During her first Saturday on the job, Dr. Fredley was met with a unique challenge. An orphaned kitten, only two days old, was brought in by a good Samaritan.
The kitten was tiny and her health was questionable. The kitten was infested with maggots, causing Dr. Fredley to think she may have Atresia Ani, or the absence of a patent anus. Animals with this condition do not have a way to defecate, and therefore do not live very long. There was also concern that the maggots were a sign of the kitten’s organs dying. Dr. Fredley feared the kitten would not make it, but she and the rest of the clinic staff did not stall in the face of adversity. After her evaluation, they realized the kitten had a healthy appetite and a “feisty” personality, accoring to Dr. Fredley. It was decided that she would be placed with an experienced foster volunteer, and return for regular veterinary checks.
The kitten, named Mila, was placed with SICSA foster volunteer Bonnie Walker. Bonnie was dedicated to Mila’s growth and recovery. Without complaint, Bonnie fed Mila every two hours, and cleaned and cared for her for two months. She brought Mila to her veterinary appointments, and did whatever was needed to keep Mila healthy and happy. When Bonnie brought her in for her appointments, Dr. Fredley would squeal with excitement, elated to see Mila again.

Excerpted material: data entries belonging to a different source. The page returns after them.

// Copyright (c) 2025 Fabstir
// SPDX-License-Identifier: BUSL-1.1
//! Signed-read response decryption
//!
//! The TEE seals each signed-read result under the session key with a nonce
//! of its own choosing and returns:
//!
//! ```text
//! [nonce (12 bytes) | ciphertext+tag]
//! ```
//!
//! The AAD of a response is the AAD of the request it answers, so a frame
//! produced for one signed read never opens as the result of another. Any
//! failure, including a frame too short to hold a nonce and a tag, is
//! reported as `AuthenticationFailed`; callers must treat it as
//! "result unavailable".

use crate::aad;
use crate::crypto::{open, seal};
use crate::error::{Result, ShieldedError};
use crate::session::ShieldedSession;
use crate::types::{EncryptionNonce, SessionKey, TransactionContext, NONCE_SIZE, TAG_SIZE};
use tracing::warn;

/// Split a response frame into nonce and ciphertext+tag
pub fn split_frame(frame: &[u8]) -> Result<(EncryptionNonce, &[u8])> {
    if frame.len() < NONCE_SIZE + TAG_SIZE {
        return Err(ShieldedError::AuthenticationFailed);
    }
    let (nonce, ciphertext) = frame.split_at(NONCE_SIZE);
    Ok((EncryptionNonce::from_slice(nonce)?, ciphertext))
}

/// Open a response frame bound to `request_aad`
pub fn open_response(key: &SessionKey, frame: &[u8], request_aad: &[u8]) -> Result<Vec<u8>> {
    let (nonce, ciphertext) = split_frame(frame)?;
    open(key, &nonce, ciphertext, request_aad)
}

/// Seal a response frame (the TEE side of [`open_response`])
pub fn seal_response(key: &SessionKey, plaintext: &[u8], request_aad: &[u8]) -> Result<Vec<u8>> {
    let nonce = EncryptionNonce::random();
    let ciphertext = seal(key, &nonce, plaintext, request_aad)?;

    let mut frame = Vec::with_capacity(NONCE_SIZE + ciphertext.len());
    frame.extend_from_slice(nonce.as_bytes());
    frame.extend_from_slice(&ciphertext);
    Ok(frame)
}

/// Decrypt the response to the signed read described by `request`
pub async fn decrypt_response(
    session: &ShieldedSession,
    request: &TransactionContext,
    response: &[u8],
) -> Result<Vec<u8>> {
    let key = session.session_key().await?;
    open_response(&key, response, &aad::encode(request)).map_err(|e| {
        warn!(
            "🔒 Signed-read response rejected ({} bytes, request nonce {}): result unavailable",
            response.len(),
            request.nonce
        );
        e
    })
}
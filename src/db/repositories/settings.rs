use anyhow::{Context, Result};
use rusqlite::{params, OptionalExtension};
use serde::{de::DeserializeOwned, Serialize};

use crate::db::connection::Database;

impl Database {
    /// Store an arbitrary JSON-encoded value under `key`, replacing any
    /// previous value.
    pub async fn put_setting<T: Serialize>(&self, key: &str, value: &T) -> Result<()> {
        let key = key.to_string();
        let encoded = serde_json::to_string(value)
            .with_context(|| format!("failed to encode setting {key}"))?;

        self.execute(move |conn| {
            conn.execute(
                "INSERT OR REPLACE INTO settings (key, value) VALUES (?1, ?2)",
                params![key, encoded],
            )
            .context("failed to write setting")?;
            Ok(())
        })
        .await
    }

    pub async fn get_setting<T>(&self, key: &str) -> Result<Option<T>>
    where
        T: DeserializeOwned + Send + 'static,
    {
        let key = key.to_string();
        self.read(move |conn| {
            let raw: Option<String> = conn
                .query_row(
                    "SELECT value FROM settings WHERE key = ?1",
                    params![key],
                    |row| row.get(0),
                )
                .optional()?;

            raw.map(|value| {
                serde_json::from_str(&value)
                    .with_context(|| format!("setting {key} is not valid JSON"))
            })
            .transpose()
        })
        .await
    }
}
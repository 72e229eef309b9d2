use std::path::{Path, PathBuf};
use std::time::Duration;

use anyhow::{Context, Result};
use tokio::time::MissedTickBehavior;
use tokio_util::sync::CancellationToken;

use crate::pipeline::Pipeline;

use super::offsets::{read_appended, FileOffsets, TailChunk};
use super::TailOptions;

// Set to false to silence per-cycle diagnostics from this module
const ENABLE_LOGS: bool = true;

use crate::{log_debug, log_error, log_info, log_warn};

const MIN_POLL_INTERVAL: Duration = Duration::from_millis(10);

/// What one poll cycle did.
#[derive(Debug, Clone, Copy, Default, PartialEq, Eq)]
pub struct CycleReport {
    pub files_read: usize,
    pub lines_seen: usize,
    pub occurrences_stored: usize,
}

pub async fn tail_loop(
    paths: Vec<PathBuf>,
    pipeline: Pipeline,
    options: TailOptions,
    cancel_token: CancellationToken,
) {
    let mut offsets = FileOffsets::new();
    if options.start_from_end {
        offsets.skip_existing(&paths);
    }

    let mut ticker = tokio::time::interval(options.poll_interval.max(MIN_POLL_INTERVAL));
    ticker.set_missed_tick_behavior(MissedTickBehavior::Delay);

    log_info!(
        "tail loop started for {} file(s), polling every {:?}",
        paths.len(),
        options.poll_interval
    );

    loop {
        tokio::select! {
            biased;
            _ = cancel_token.cancelled() => {
                log_info!("tail loop shutting down");
                break;
            }
            _ = ticker.tick() => {
                let report = poll_cycle(&paths, &pipeline, &mut offsets, &cancel_token).await;
                if report.occurrences_stored > 0 {
                    log_info!(
                        "poll cycle stored {} occurrence(s) from {} line(s)",
                        report.occurrences_stored,
                        report.lines_seen
                    );
                }
            }
        }
    }
}

/// Read every watched file once and run new lines through the pipeline.
/// Stops before opening another file once cancellation is requested; the
/// lines of a file already read are still stored, with static remedies in
/// place of lookups, so one batch never holds up shutdown.
pub async fn poll_cycle(
    paths: &[PathBuf],
    pipeline: &Pipeline,
    offsets: &mut FileOffsets,
    cancel_token: &CancellationToken,
) -> CycleReport {
    let mut report = CycleReport::default();

    for path in paths {
        if cancel_token.is_cancelled() {
            break;
        }

        let chunk = match read_chunk(path, offsets.get(path)).await {
            Ok(Some(chunk)) => chunk,
            Ok(None) => {
                log_debug!("{} does not exist yet, skipping", path.display());
                continue;
            }
            Err(err) => {
                log_warn!("failed to read {}: {err:#}", path.display());
                continue;
            }
        };

        offsets.advance(path, chunk.consumed);
        report.files_read += 1;

        let log_file = path.to_string_lossy();
        for line in &chunk.lines {
            report.lines_seen += 1;
            match pipeline.process_line(line, &log_file, cancel_token).await {
                Ok(Some(_)) => report.occurrences_stored += 1,
                Ok(None) => {}
                Err(err) => log_error!("dropping occurrence from {}: {err:#}", log_file),
            }
        }
    }

    report
}

async fn read_chunk(path: &Path, offset: u64) -> Result<Option<TailChunk>> {
    let owned = path.to_path_buf();
    tokio::task::spawn_blocking(move || read_appended(&owned, offset))
        .await
        .context("file read worker join failed")?
        .with_context(|| format!("reading from offset {offset}"))
}
use super::Severity;

/// Static description of a catalog rule.
#[derive(Debug, Clone, Copy)]
pub struct RuleSpec {
    pub kind: &'static str,
    pub pattern: &'static str,
    pub severity: Severity,
    pub analysis: Option<&'static str>,
    pub solution: Option<&'static str>,
    pub code_fix: Option<&'static str>,
}

const fn rule(kind: &'static str, pattern: &'static str, severity: Severity) -> RuleSpec {
    RuleSpec {
        kind,
        pattern,
        severity,
        analysis: None,
        solution: None,
        code_fix: None,
    }
}

/// Built-in rules in precedence order.
pub static DEFAULT_RULES: &[RuleSpec] = &[
    RuleSpec {
        analysis: Some("Syntax error detected in the code. The error message indicates: {message}. This typically means there is a typo, missing punctuation, or incorrect indentation in your code."),
        solution: Some("Check for missing colons, parentheses, or quotes. Verify proper indentation."),
        code_fix: Some("if condition:\n    pass\n\nfor item in items:\n    process(item)"),
        ..rule("SyntaxError", r"SyntaxError:(.+)", Severity::Low)
    },
    RuleSpec {
        analysis: Some("Type mismatch error: {message}. This occurs when an operation is performed on incompatible data types."),
        solution: Some("Ensure all variables are of the expected type. Use type conversion functions if needed."),
        code_fix: Some("value = str(value)\nresult = int(input(\"Enter number: \"))"),
        ..rule("TypeError", r"TypeError:(.+)", Severity::High)
    },
    RuleSpec {
        analysis: Some("Invalid value error: {message}. The function received an argument of the correct type but inappropriate value."),
        solution: Some("Validate input values before processing. Use try-except blocks for error handling."),
        code_fix: Some("try:\n    value = int(user_input)\nexcept ValueError:\n    print(\"Invalid input\")"),
        ..rule("ValueError", r"ValueError:(.+)", Severity::Medium)
    },
    RuleSpec {
        analysis: Some("Attribute access error: {message}. An object does not have the attribute or method being accessed."),
        solution: Some("Check if the object has the attribute. Use hasattr() to verify before accessing."),
        code_fix: Some("if hasattr(obj, \"attribute\"):\n    result = obj.attribute"),
        ..rule("AttributeError", r"AttributeError:(.+)", Severity::High)
    },
    RuleSpec {
        analysis: Some("Name reference error: {message}. A variable or function name is used before being defined."),
        solution: Some("Make sure all variables are defined before use. Check for typos in variable names."),
        code_fix: Some("variable_name = \"value\"\nresult = variable_name"),
        ..rule("NameError", r"NameError:(.+)", Severity::Low)
    },
    RuleSpec {
        analysis: Some("Module import error: {message}. The specified module or package cannot be found or imported."),
        solution: Some("Install the required package using pip. Verify the module name is correct."),
        ..rule("ImportError", r"ImportError:(.+)", Severity::High)
    },
    RuleSpec {
        analysis: Some("Index out of range: {message}. Attempting to access a list/array index that does not exist."),
        solution: Some("Check list bounds before accessing. Use len() to verify index is within range."),
        code_fix: Some("if 0 <= index < len(my_list):\n    item = my_list[index]"),
        ..rule("IndexError", r"IndexError:(.+)", Severity::Medium)
    },
    RuleSpec {
        analysis: Some("Dictionary key error: {message}. Trying to access a dictionary key that does not exist."),
        solution: Some("Use .get() method or check if key exists before accessing dictionary."),
        code_fix: Some("value = my_dict.get(\"key\", default_value)"),
        ..rule("KeyError", r"KeyError:(.+)", Severity::Medium)
    },
    RuleSpec {
        analysis: Some("File not found: {message}. The specified file path does not exist."),
        solution: Some("Verify the file path is correct. Use os.path.exists() to check file existence."),
        code_fix: Some("import os\nif os.path.exists(filepath):\n    with open(filepath) as f:\n        data = f.read()"),
        ..rule("FileNotFoundError", r"FileNotFoundError:(.+)", Severity::Low)
    },
    rule("PermissionError", r"PermissionError:(.+)", Severity::Low),
    rule("RuntimeError", r"RuntimeError:(.+)", Severity::Low),
    rule("MemoryError", r"MemoryError:(.+)", Severity::Critical),
    rule("RecursionError", r"RecursionError:(.+)", Severity::Critical),
    rule("ZeroDivisionError", r"ZeroDivisionError:(.+)", Severity::Low),
    RuleSpec {
        analysis: Some("HTTP 404 Not Found error. The requested resource could not be found on the server."),
        solution: Some("Check the URL is correct. Verify the resource exists on the server."),
        ..rule("404Error", r"(404|Not Found)", Severity::Medium)
    },
    RuleSpec {
        analysis: Some("HTTP 500 Internal Server Error. The server encountered an unexpected condition."),
        solution: Some("Check server logs for details. Review recent code changes."),
        ..rule("500Error", r"(500|Internal Server Error)", Severity::Critical)
    },
    rule("403Error", r"(403|Forbidden)", Severity::Low),
    RuleSpec {
        analysis: Some("Database operation failed: {message}. Check database connection and query syntax."),
        solution: Some("Verify database connection parameters. Check SQL query syntax."),
        code_fix: Some("try:\n    cursor.execute(query)\n    conn.commit()\nexcept Exception as e:\n    conn.rollback()\n    print(f\"Error: {e}\")"),
        ..rule("DatabaseError", r"(database|sql|mysql|postgres).*error", Severity::Critical)
    },
    RuleSpec {
        analysis: Some("Network connection failed: {message}. Check network connectivity and service availability."),
        solution: Some("Check network connectivity. Verify service is running and accessible."),
        ..rule("ConnectionError", r"(connection|network).*error", Severity::High)
    },
    rule("TimeoutError", r"timeout", Severity::Low),
];
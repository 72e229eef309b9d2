//! Alert hook fired after an occurrence is stored.
//!
//! Delivery (mail formatting, SMTP) lives outside this crate. A notifier
//! must not fail the pipeline: implementations handle and log their own
//! errors.

use log::warn;

use crate::db::NewOccurrence;

pub trait Notifier: Send + Sync {
    fn notify(&self, occurrence_id: i64, occurrence: &NewOccurrence);
}

#[derive(Debug, Clone, Copy, Default)]
pub struct NoopNotifier;

impl Notifier for NoopNotifier {
    fn notify(&self, _occurrence_id: i64, _occurrence: &NewOccurrence) {}
}

/// Writes one alert line per occurrence to the log.
#[derive(Debug, Clone, Default)]
pub struct LogNotifier {
    recipient: Option<String>,
}

impl LogNotifier {
    pub fn new(recipient: impl Into<String>) -> Self {
        let recipient = recipient.into();
        Self {
            recipient: (!recipient.is_empty()).then_some(recipient),
        }
    }
}

impl Notifier for LogNotifier {
    fn notify(&self, occurrence_id: i64, occurrence: &NewOccurrence) {
        let Some(recipient) = &self.recipient else {
            return;
        };

        warn!(
            "alert for {}: [{}] {} detected in {} (occurrence #{}): {}",
            recipient,
            occurrence.severity,
            occurrence.error_type,
            occurrence.log_file,
            occurrence_id,
            occurrence.error_message
        );
    }
}
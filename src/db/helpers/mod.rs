use std::convert::TryFrom;

use anyhow::{anyhow, Context, Result};
use chrono::{DateTime, SecondsFormat, Utc};

use crate::catalog::Severity;

pub fn to_i64(value: u64) -> Result<i64> {
    i64::try_from(value).map_err(|_| anyhow!("value {value} exceeds SQLite INTEGER range"))
}

pub fn to_u64(value: i64, field: &str) -> Result<u64> {
    u64::try_from(value).map_err(|_| anyhow!("{field} contains negative value {value}"))
}

/// Fixed-width RFC 3339 so that text ordering in SQLite matches time ordering.
pub fn format_datetime(value: &DateTime<Utc>) -> String {
    value.to_rfc3339_opts(SecondsFormat::Micros, true)
}

pub fn parse_datetime(value: &str, field: &str) -> Result<DateTime<Utc>> {
    DateTime::parse_from_rfc3339(value)
        .map(|dt| dt.with_timezone(&Utc))
        .with_context(|| format!("failed to parse {field}"))
}

pub fn parse_severity(value: &str) -> Result<Severity> {
    value
        .parse()
        .map_err(|_| anyhow!("unknown severity {value}"))
}
use std::{
    path::{Path, PathBuf},
    sync::{mpsc, Arc, Mutex},
    thread::{self, JoinHandle},
    time::Duration,
};

use anyhow::{anyhow, Context, Result};
use log::{error, info};
use rusqlite::{Connection, OpenFlags};
use tokio::sync::oneshot;

use super::migrations::run_migrations;

/// How long a reader waits on a lock held by the writer before failing.
const BUSY_TIMEOUT: Duration = Duration::from_secs(5);

type Job = Box<dyn FnOnce(&mut Connection) + Send + 'static>;

enum WriterMsg {
    Run(Job),
    Close,
}

/// The writer thread and the queue feeding it. Dropping the last handle
/// drains queued jobs, then joins the thread.
struct Writer {
    queue: mpsc::Sender<WriterMsg>,
    thread: Mutex<Option<JoinHandle<()>>>,
}

impl Writer {
    fn spawn(path: PathBuf) -> Result<Self> {
        let (queue, jobs) = mpsc::channel::<WriterMsg>();
        let (opened_tx, opened_rx) = mpsc::channel::<Result<()>>();

        let thread = thread::Builder::new()
            .name("logwarden-db".into())
            .spawn(move || {
                let mut conn = match open_for_writing(&path) {
                    Ok(conn) => {
                        let _ = opened_tx.send(Ok(()));
                        conn
                    }
                    Err(err) => {
                        let _ = opened_tx.send(Err(err));
                        return;
                    }
                };

                for msg in jobs {
                    match msg {
                        WriterMsg::Run(job) => job(&mut conn),
                        WriterMsg::Close => break,
                    }
                }
                info!("occurrence writer for {} closed", path.display());
            })
            .context("failed to spawn database writer thread")?;

        opened_rx
            .recv()
            .context("database writer exited while opening the store")??;

        Ok(Self {
            queue,
            thread: Mutex::new(Some(thread)),
        })
    }
}

impl Drop for Writer {
    fn drop(&mut self) {
        let handle = match self.thread.lock() {
            Ok(mut guard) => guard.take(),
            Err(poisoned) => poisoned.into_inner().take(),
        };
        let Some(handle) = handle else {
            return;
        };

        // Close is queued behind pending jobs, so they still run.
        if self.queue.send(WriterMsg::Close).is_err() {
            error!("occurrence writer stopped before close was requested");
        }
        if handle.join().is_err() {
            error!("occurrence writer thread panicked");
        }
    }
}

fn open_for_writing(path: &Path) -> Result<Connection> {
    let mut conn = Connection::open(path)
        .with_context(|| format!("failed to open SQLite database {}", path.display()))?;

    // WAL lets the read-only connections run alongside the writer.
    if let Err(err) = conn.pragma_update(None, "journal_mode", "WAL") {
        error!("WAL unavailable for {}: {err}", path.display());
    }
    conn.busy_timeout(BUSY_TIMEOUT)?;
    run_migrations(&mut conn).context("failed to run database migrations")?;
    Ok(conn)
}

/// Handle to the occurrence store.
///
/// All writes funnel through one dedicated thread that owns the only
/// read-write connection, so appends are serialized no matter how many
/// callers hold a clone. Reads open their own read-only connection on the
/// blocking pool and never wait on each other.
#[derive(Clone)]
pub struct Database {
    writer: Arc<Writer>,
    db_path: Arc<PathBuf>,
}

impl Database {
    /// Open (or create) the store at `db_path` and bring its schema up to
    /// date before returning.
    pub fn new(db_path: PathBuf) -> Result<Self> {
        if let Some(dir) = db_path.parent().filter(|dir| !dir.as_os_str().is_empty()) {
            std::fs::create_dir_all(dir)
                .with_context(|| format!("failed to create {}", dir.display()))?;
        }

        let writer = Writer::spawn(db_path.clone())?;
        info!("occurrence store ready at {}", db_path.display());

        Ok(Self {
            writer: Arc::new(writer),
            db_path: Arc::new(db_path),
        })
    }

    /// Run `task` on the writer thread. Tasks run one at a time in
    /// submission order.
    pub async fn execute<F, T>(&self, task: F) -> Result<T>
    where
        F: FnOnce(&mut Connection) -> Result<T> + Send + 'static,
        T: Send + 'static,
    {
        let (reply_tx, reply_rx) = oneshot::channel();
        let job: Job = Box::new(move |conn| {
            // The caller may have given up waiting; the write still stands.
            let _ = reply_tx.send(task(conn));
        });

        self.writer
            .queue
            .send(WriterMsg::Run(job))
            .map_err(|_| anyhow!("occurrence writer is no longer running"))?;

        reply_rx
            .await
            .map_err(|_| anyhow!("occurrence writer dropped the job"))?
    }

    /// Run `task` against a fresh read-only connection on the blocking pool.
    pub async fn read<F, T>(&self, task: F) -> Result<T>
    where
        F: FnOnce(&mut Connection) -> Result<T> + Send + 'static,
        T: Send + 'static,
    {
        let path = Arc::clone(&self.db_path);
        tokio::task::spawn_blocking(move || {
            let mut conn = Connection::open_with_flags(
                path.as_path(),
                OpenFlags::SQLITE_OPEN_READ_ONLY | OpenFlags::SQLITE_OPEN_NO_MUTEX,
            )
            .with_context(|| format!("failed to open read connection to {}", path.display()))?;
            conn.busy_timeout(BUSY_TIMEOUT)?;
            task(&mut conn)
        })
        .await
        .context("database read worker join failed")?
    }
}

Finally, Mila grew to be two pounds, and was ready for her spay surgery. Without hesitation, Dr. Fredley offered to preform the procedure. It was clear to all who saw them that Dr. Fredley and Mila had a special bond. After being spayed, Dr. Fredley brought Mila home. Now named Emby, the sweet, spunky kitten loves her forever home. About her new life, Dr. Fredley said of Emby, “She continues to be a feisty opinionated little girl, and loves to play, terrorize the other cat in the house, and wake us up at 4am.”
Dr. Fredley notes the team work involved in creating a “Happy Tail” like this. From the good Samaritan who found her, to the veterinary team who preformed her initial and following medical care, to the incredible foster who welcomed her into her home, to her new mom, every person involved was a vital component of Emby’s success. Here at SICSA, we are grateful to everyone that made Emby’s transformation and ultimate adoption possible. “It takes a village,” Dr. Fredley said, “and in this case it resulted in a very Happy Tail.”